=== How to complete this task ===
Gather all lines with "flush" from the records.

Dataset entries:
>>>>
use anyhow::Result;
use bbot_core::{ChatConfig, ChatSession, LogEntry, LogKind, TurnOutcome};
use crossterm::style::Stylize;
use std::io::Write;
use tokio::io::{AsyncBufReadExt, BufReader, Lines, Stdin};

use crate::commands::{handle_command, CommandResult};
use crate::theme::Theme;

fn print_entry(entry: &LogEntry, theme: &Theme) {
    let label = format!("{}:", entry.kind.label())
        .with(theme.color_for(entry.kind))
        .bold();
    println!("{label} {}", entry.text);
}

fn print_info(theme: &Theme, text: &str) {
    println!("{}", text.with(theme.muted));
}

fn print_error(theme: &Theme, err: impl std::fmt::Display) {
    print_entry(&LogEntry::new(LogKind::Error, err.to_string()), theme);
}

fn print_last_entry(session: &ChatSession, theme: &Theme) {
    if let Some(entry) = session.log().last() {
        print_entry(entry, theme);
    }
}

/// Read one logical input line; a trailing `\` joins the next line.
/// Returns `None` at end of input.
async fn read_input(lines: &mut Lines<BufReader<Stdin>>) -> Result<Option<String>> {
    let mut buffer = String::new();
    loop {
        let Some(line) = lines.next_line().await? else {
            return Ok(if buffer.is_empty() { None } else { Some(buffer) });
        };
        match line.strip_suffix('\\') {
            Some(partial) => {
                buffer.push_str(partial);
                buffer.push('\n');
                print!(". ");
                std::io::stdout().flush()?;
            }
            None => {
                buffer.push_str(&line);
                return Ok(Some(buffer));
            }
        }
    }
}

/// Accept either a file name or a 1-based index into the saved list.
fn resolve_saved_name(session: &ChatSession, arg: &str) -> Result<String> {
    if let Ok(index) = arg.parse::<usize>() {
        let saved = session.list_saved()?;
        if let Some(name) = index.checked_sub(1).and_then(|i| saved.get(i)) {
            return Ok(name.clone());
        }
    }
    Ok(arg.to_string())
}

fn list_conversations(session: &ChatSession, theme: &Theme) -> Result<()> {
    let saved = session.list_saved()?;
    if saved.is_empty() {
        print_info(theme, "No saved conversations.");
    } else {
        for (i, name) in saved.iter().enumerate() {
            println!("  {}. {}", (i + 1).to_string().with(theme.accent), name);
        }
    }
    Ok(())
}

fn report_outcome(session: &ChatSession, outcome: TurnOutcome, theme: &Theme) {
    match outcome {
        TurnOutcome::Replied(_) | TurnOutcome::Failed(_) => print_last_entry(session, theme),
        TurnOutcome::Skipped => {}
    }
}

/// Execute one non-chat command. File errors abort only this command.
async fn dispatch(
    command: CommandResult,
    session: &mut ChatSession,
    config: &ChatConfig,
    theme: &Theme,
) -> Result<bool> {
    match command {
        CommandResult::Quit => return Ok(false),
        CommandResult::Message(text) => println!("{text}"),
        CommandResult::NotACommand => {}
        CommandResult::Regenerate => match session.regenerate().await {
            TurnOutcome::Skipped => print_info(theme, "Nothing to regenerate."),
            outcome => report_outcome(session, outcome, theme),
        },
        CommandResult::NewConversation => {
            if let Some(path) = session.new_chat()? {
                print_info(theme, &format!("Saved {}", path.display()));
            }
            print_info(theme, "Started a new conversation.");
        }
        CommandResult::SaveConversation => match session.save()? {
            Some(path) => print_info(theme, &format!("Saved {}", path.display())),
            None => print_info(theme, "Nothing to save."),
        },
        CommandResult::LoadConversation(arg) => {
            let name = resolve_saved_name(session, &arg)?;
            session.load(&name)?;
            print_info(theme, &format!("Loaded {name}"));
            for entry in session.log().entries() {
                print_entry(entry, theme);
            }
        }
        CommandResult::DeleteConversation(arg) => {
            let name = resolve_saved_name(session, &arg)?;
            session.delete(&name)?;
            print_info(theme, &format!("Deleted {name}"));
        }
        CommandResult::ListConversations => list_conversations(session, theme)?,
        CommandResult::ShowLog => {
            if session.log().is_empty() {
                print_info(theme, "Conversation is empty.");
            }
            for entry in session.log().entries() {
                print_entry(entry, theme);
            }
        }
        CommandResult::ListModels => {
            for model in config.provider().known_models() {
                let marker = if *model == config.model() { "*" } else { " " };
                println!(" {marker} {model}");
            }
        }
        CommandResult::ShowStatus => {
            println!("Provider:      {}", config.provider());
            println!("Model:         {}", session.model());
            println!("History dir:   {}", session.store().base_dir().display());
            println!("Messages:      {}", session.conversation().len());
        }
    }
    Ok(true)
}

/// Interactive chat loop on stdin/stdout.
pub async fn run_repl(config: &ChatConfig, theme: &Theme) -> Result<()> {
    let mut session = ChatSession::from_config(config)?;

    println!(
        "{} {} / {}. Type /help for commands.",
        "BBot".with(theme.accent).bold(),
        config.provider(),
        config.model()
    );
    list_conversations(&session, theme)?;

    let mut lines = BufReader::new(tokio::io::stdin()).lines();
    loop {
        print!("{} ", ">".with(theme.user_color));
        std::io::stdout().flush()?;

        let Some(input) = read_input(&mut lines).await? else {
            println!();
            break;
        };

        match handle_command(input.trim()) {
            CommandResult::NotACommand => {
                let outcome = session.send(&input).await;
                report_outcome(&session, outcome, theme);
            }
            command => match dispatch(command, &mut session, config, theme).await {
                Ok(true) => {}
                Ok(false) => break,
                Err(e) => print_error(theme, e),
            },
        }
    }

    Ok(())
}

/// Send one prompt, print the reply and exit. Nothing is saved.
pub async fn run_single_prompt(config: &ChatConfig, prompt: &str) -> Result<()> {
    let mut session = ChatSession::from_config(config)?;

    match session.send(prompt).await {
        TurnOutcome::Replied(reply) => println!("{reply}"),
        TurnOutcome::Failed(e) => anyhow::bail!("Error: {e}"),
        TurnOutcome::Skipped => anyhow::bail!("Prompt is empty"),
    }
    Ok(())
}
<<<<
>>>>
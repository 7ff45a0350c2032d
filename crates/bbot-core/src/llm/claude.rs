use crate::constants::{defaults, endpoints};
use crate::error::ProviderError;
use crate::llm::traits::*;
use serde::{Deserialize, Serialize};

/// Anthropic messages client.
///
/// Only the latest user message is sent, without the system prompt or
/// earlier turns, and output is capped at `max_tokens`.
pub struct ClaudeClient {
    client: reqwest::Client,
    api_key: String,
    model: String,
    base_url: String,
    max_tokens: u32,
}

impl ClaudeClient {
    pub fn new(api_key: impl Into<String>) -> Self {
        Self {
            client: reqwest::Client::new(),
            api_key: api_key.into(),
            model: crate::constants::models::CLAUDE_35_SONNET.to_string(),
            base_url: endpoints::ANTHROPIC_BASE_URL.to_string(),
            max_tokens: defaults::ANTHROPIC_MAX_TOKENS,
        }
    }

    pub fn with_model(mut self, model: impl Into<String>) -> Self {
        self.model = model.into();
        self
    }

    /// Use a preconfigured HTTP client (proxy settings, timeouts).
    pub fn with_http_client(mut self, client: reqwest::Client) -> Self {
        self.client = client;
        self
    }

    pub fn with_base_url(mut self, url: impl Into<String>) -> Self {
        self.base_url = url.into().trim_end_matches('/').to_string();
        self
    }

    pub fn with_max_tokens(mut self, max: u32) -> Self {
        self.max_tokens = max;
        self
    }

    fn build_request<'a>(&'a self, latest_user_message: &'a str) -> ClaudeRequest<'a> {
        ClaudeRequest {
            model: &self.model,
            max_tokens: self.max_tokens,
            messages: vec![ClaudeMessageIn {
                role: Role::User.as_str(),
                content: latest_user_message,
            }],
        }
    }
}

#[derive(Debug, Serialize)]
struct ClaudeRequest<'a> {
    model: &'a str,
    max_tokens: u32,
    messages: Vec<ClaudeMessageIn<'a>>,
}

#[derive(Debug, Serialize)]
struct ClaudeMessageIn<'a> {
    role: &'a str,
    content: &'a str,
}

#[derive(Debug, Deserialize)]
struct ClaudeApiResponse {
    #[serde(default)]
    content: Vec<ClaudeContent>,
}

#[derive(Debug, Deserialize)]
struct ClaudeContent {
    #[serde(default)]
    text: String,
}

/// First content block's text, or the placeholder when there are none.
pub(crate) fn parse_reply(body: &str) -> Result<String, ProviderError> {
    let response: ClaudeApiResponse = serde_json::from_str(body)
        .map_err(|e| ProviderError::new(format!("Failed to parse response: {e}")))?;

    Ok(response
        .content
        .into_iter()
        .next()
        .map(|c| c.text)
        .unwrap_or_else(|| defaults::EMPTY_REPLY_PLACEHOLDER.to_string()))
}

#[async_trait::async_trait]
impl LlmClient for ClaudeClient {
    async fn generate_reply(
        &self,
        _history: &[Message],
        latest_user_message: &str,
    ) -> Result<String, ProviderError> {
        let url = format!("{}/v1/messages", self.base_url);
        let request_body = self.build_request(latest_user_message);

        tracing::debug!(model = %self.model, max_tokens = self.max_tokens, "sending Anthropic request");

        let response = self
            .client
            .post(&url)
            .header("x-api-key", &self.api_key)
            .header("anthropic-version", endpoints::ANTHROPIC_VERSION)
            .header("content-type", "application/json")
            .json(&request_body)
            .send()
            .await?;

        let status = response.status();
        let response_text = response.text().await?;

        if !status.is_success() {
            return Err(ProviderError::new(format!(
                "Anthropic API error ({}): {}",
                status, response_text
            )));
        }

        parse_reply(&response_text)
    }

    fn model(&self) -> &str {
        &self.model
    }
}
<<<<
>>>>
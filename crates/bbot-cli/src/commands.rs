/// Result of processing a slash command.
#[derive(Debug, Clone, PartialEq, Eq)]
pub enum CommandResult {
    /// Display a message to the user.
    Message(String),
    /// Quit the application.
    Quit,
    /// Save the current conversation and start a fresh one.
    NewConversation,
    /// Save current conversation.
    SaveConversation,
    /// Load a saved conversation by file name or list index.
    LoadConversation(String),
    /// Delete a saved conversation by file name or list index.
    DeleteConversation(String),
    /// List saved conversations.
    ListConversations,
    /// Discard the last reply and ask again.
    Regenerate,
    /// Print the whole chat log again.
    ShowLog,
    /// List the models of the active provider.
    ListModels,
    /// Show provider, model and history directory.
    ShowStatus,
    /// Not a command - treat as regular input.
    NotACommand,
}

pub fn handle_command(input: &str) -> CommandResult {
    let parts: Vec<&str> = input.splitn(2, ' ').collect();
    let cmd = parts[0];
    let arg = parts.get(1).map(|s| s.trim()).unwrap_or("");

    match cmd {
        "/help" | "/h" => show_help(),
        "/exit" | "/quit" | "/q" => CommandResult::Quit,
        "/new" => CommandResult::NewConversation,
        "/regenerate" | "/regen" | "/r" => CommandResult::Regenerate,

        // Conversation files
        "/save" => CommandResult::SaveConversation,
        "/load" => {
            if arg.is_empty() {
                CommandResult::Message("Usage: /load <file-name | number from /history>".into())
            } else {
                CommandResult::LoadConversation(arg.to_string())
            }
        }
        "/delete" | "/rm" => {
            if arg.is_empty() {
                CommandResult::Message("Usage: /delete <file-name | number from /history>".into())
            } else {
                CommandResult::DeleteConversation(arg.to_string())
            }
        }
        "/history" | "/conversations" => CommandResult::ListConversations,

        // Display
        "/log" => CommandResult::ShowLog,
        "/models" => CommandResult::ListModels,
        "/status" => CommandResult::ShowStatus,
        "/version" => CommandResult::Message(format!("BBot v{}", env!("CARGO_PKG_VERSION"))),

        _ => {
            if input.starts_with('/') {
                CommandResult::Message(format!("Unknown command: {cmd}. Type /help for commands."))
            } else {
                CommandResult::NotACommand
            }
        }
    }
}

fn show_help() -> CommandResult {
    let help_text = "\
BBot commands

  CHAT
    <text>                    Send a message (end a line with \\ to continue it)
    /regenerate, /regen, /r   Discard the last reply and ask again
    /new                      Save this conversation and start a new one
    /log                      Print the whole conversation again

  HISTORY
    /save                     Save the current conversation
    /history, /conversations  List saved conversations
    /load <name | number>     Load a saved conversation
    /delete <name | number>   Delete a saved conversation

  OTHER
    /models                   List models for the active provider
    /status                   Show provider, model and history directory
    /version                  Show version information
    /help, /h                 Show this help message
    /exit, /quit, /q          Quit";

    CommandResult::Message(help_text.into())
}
<<<<
=== Result for this task ===
                std::io::stdout().flush()?;
        std::io::stdout().flush()?;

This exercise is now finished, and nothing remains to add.